» **PROBLEM REQUIREMENTS**: Would you restate the entries below word for word, starting at the first line and ending with the one that has "Main configuration structure"?

» **Stored items**:
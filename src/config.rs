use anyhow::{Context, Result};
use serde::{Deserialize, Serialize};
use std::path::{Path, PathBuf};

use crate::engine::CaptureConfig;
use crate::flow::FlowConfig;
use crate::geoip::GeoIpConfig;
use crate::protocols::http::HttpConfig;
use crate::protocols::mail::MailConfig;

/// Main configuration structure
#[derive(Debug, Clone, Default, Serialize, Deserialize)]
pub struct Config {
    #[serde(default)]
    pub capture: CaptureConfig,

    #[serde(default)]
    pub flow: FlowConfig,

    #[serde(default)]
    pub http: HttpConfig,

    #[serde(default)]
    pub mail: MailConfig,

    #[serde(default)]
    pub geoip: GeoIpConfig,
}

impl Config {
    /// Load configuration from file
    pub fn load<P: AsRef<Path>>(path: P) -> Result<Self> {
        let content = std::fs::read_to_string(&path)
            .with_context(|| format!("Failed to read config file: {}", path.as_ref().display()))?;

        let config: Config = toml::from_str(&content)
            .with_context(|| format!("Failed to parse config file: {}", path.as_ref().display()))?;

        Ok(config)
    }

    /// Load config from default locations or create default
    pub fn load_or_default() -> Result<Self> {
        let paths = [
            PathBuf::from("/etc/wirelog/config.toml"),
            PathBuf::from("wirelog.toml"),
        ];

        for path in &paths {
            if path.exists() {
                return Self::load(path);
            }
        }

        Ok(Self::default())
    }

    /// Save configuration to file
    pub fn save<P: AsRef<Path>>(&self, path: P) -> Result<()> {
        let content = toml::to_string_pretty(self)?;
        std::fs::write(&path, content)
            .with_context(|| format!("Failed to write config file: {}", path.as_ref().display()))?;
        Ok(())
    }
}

» **SOLUTION TO THIS EXERCISE**:
filename src/config.rs
use anyhow::{Context, Result};
use serde::{Deserialize, Serialize};
use std::path::{Path, PathBuf};

use crate::engine::CaptureConfig;
use crate::flow::FlowConfig;
use crate::geoip::GeoIpConfig;
use crate::protocols::http::HttpConfig;
use crate::protocols::mail::MailConfig;

/// Main configuration structure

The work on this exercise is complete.